Ao fim da audiência, foram pontuadas algumas resoluções estabelecidas durante o evento. Foi formalizado compromisso da vereadora Vanacy Leão de, juntamente com outros vereadores, levar ao prefeito de Breves a questão dos questionários para que sejam aplicados o quanto antes, “precisamos de um diagnóstico”, disse. Também restou constada a necessidade de requerer corpo técnico operacional, como um perito fixo para o município e um promotor de justiça. Este último, segundo o MPE, já está em vias de provimento, a partir do resultado do último concurso para membro da casa. Quanto à quantidade de Conselhos Tutelares, o próprio Plano Estadual de Enfrentamento à Violência Sexual prevê, em sua fase de monitoramento, a verificação da proporcionalidade entre o número de conselhos e o número de habitantes de cada município.

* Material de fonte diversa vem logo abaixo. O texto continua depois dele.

//! Folder permission grant tests.

mod support;
use support::*;

use latchkey::core::remote::Aro;
use latchkey::{Error, FolderSpec, GrantSpec, Reconcile};

fn folder(t: &Test, name: &str) -> String {
    t.provider.folders().create(&FolderSpec::new(name)).unwrap().id
}

#[test]
fn test_revoke_reads_absent() {
    let t = Test::new();
    t.group("ops");
    let f = folder(&t, "Infra");
    let grants = t.provider.folder_permissions();

    let owner = grants.create(&GrantSpec::new(&f, "ops", "owner")).unwrap();
    assert_eq!(grants.read(&owner.id, Some(&owner)).unwrap().unwrap().permission, "owner");

    grants
        .update(&owner.id, &GrantSpec::new(&f, "ops", "delete"), &owner)
        .unwrap();
    assert!(grants.read(&owner.id, Some(&owner)).unwrap().is_none());
}

#[test]
fn test_level_change() {
    let t = Test::new();
    t.group("ops");
    let f = folder(&t, "Infra");
    let grants = t.provider.folder_permissions();
    let read_grant = grants.create(&GrantSpec::new(&f, "ops", "read")).unwrap();

    let updated = grants
        .update(&read_grant.id, &GrantSpec::new(&f, "ops", "update"), &read_grant)
        .unwrap();
    assert_eq!(updated.id, read_grant.id);
    assert_eq!(grants.read(&updated.id, None).unwrap().unwrap().permission, "update");
}

#[test]
fn test_import_reconstructs_grant() {
    let t = Test::new();
    let ops = t.group("ops");
    let f = folder(&t, "Infra");
    t.remote().seed_folder_permission(&f, Aro::Group, &ops, 15);

    let grant = t
        .provider
        .folder_permissions()
        .read(&format!("{}:ops", f), None)
        .unwrap()
        .unwrap();
    assert_eq!(grant.folder_id, f);
    assert_eq!(grant.group, "ops");
    assert_eq!(grant.permission, "owner");
}

#[test]
fn test_import_group_name_with_colon() {
    let t = Test::new();
    let group = t.group("team:ops");
    let f = folder(&t, "Infra");
    t.remote().seed_folder_permission(&f, Aro::Group, &group, 1);

    let grant = t
        .provider
        .folder_permissions()
        .read(&format!("{}:team:ops", f), None)
        .unwrap()
        .unwrap();
    assert_eq!(grant.group, "team:ops");
    assert_eq!(grant.permission, "read");
}

#[test]
fn test_malformed_import_id() {
    let t = Test::new();
    let err = t
        .provider
        .folder_permissions()
        .read("just-a-folder-id", None)
        .unwrap_err();

    assert!(matches!(err, Error::InvalidImportId { .. }));
    let msg = err.to_string();
    assert!(msg.contains("folder permission 'just-a-folder-id'"));
    assert!(msg.contains("<folder_id>:<group_name>"));
    assert!(t.remote().calls().is_empty());
}

#[test]
fn test_unrecognized_level_reads_unknown() {
    let t = Test::new();
    let ops = t.group("ops");
    let f = folder(&t, "Infra");
    t.remote().seed_folder_permission(&f, Aro::Group, &ops, 31);

    let grant = t
        .provider
        .folder_permissions()
        .read(&format!("{}:ops", f), None)
        .unwrap()
        .unwrap();
    assert_eq!(grant.permission, "unknown");
}

#[test]
fn test_invalid_level_names_value() {
    let t = Test::new();
    t.group("ops");
    let f = folder(&t, "Infra");
    t.quiet();

    let err = t
        .provider
        .folder_permissions()
        .create(&GrantSpec::new(&f, "ops", "bogus"))
        .unwrap_err();
    let msg = err.to_string();
    assert!(msg.contains("bogus"));
    assert!(msg.contains("read, update, owner, delete"));
    assert!(t.remote().mutations().is_empty());
}

#[test]
fn test_group_deletion_removes_grant() {
    let t = Test::new();
    let ops = t.group("ops");
    let f = folder(&t, "Infra");
    let grants = t.provider.folder_permissions();
    let grant = grants.create(&GrantSpec::new(&f, "ops", "update")).unwrap();

    t.provider.groups().delete(&ops).unwrap();
    assert!(grants.read(&grant.id, Some(&grant)).unwrap().is_none());
    assert!(grants.delete(&grant.id).is_ok());
}

#[test]
fn test_delete_twice() {
    let t = Test::new();
    t.group("ops");
    let f = folder(&t, "Infra");
    let grants = t.provider.folder_permissions();
    let grant = grants.create(&GrantSpec::new(&f, "ops", "read")).unwrap();

    assert!(grants.delete(&grant.id).is_ok());
    assert!(grants.delete(&grant.id).is_ok());
    assert!(grants.read(&grant.id, None).unwrap().is_none());
}
//! Per-kind reconcilers.
//!
//! Each reconciler borrows the remote client and turns desired state into
//! the minimal remote calls. The lifecycle is the same for every kind:
//!
//! ```text
//! Absent -> Created -> {Observed, Drifted} -> Updated -> Observed
//! Observed | Drifted -> Deleted -> Absent
//! ```
//!
//! Drift is detected by the caller comparing a fresh `read` with what it
//! declared; reconcilers only answer requests.
//!
//! Shared rules:
//! - References are resolved and permission symbols encoded before the first
//!   mutation, so validation failures never leave partial writes.
//! - `read` returning `None` means the entity was removed out of band.
//! - `delete` of an already-absent entity succeeds.
//! - Remote failures are propagated, never retried.

mod credential;
mod folder;
mod grant;
mod group;
mod user;

use crate::error::{Action, Error, Kind, RemoteError, Result};

pub(crate) use credential::observe as observe_credential;
pub use credential::Credentials;
pub use folder::Folders;
pub use grant::FolderPermissions;
pub use group::Groups;
pub use user::Users;

/// Create/Read/Update/Delete against the remote system for one entity kind.
pub trait Reconcile {
    /// Desired state, as declared by the caller.
    type Desired;

    /// Observed state, as reported by the remote.
    type Actual;

    /// Entity kind managed by this reconciler.
    const KIND: Kind;

    /// Create the entity.
    ///
    /// # Returns
    ///
    /// The observed state right after creation, including the new id.
    fn create(&self, desired: &Self::Desired) -> Result<Self::Actual>;

    /// Fetch the entity by id.
    ///
    /// `prior` is the last observed state, used to carry forward values the
    /// remote does not return.
    ///
    /// # Returns
    ///
    /// `None` when the entity no longer exists remotely.
    fn read(&self, id: &str, prior: Option<&Self::Actual>) -> Result<Option<Self::Actual>>;

    /// Converge the entity onto `desired`.
    ///
    /// # Returns
    ///
    /// The new observed state. Its id is authoritative and may differ from
    /// `id` when the kind can only be updated by replacement.
    fn update(&self, id: &str, desired: &Self::Desired, prior: &Self::Actual)
        -> Result<Self::Actual>;

    /// Remove the entity. Already absent is success.
    fn delete(&self, id: &str) -> Result<()>;
}

/// Treat a remote `NotFound` as "already gone".
pub(crate) fn absent_ok(
    kind: Kind,
    token: &str,
    action: Action,
    result: std::result::Result<(), RemoteError>,
) -> Result<()> {
    match result {
        Ok(()) => Ok(()),
        Err(e) if e.is_not_found() => {
            tracing::debug!(%kind, token, "already absent");
            Ok(())
        }
        Err(e) => Err(Error::remote(kind, token, action, e)),
    }
}

/// Treat a remote `NotFound` as an empty observation.
pub(crate) fn found<T>(
    kind: Kind,
    token: &str,
    action: Action,
    result: std::result::Result<T, RemoteError>,
) -> Result<Option<T>> {
    match result {
        Ok(value) => Ok(Some(value)),
        Err(e) if e.is_not_found() => Ok(None),
        Err(e) => Err(Error::remote(kind, token, action, e)),
    }
}
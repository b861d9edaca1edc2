//! Group models.

use serde::{Deserialize, Serialize};

use crate::core::membership::Member;
use crate::core::remote::RemoteGroup;
use crate::core::types::GroupId;

/// Desired shape of a group.
#[derive(Debug, Clone, PartialEq, Eq, Serialize, Deserialize)]
pub struct GroupSpec {
    pub name: String,
    #[serde(default)]
    pub members: Vec<Member>,
}

impl GroupSpec {
    pub fn new(name: impl Into<String>, members: Vec<Member>) -> Self {
        Self {
            name: name.into(),
            members,
        }
    }
}

/// Observed state of a group. Members are sorted by user id.
#[derive(Debug, Clone, PartialEq, Eq, Serialize, Deserialize)]
pub struct Group {
    pub id: GroupId,
    pub name: String,
    pub members: Vec<Member>,
}

impl Group {
    /// User ids of members flagged as managers.
    pub fn managers(&self) -> Vec<&str> {
        self.members
            .iter()
            .filter(|m| m.manager)
            .map(|m| m.user_id.as_str())
            .collect()
    }
}

impl From<RemoteGroup> for Group {
    fn from(g: RemoteGroup) -> Self {
        let mut members: Vec<Member> = g
            .memberships
            .into_iter()
            .map(|m| Member::new(m.user_id, m.is_manager))
            .collect();
        members.sort();
        Self {
            id: g.id,
            name: g.name,
            members,
        }
    }
}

E, finalmente, foi requisitada à ONG Rádio Margarida a produção de material para desenvolvimento de atividades nas escolas.

De acordo com a procuradora do trabalho Rejane Alves, “precisamos fazer um exercício de compaixão social e nos colocar no lugar dessas crianças”, falou. Para ela, “nem tudo está perdido”, as instituições estão se unindo e a meta agora é chegar às famílias. “Faço um apelo às famílias, não deixem suas crianças caírem na exploração”, finalizou.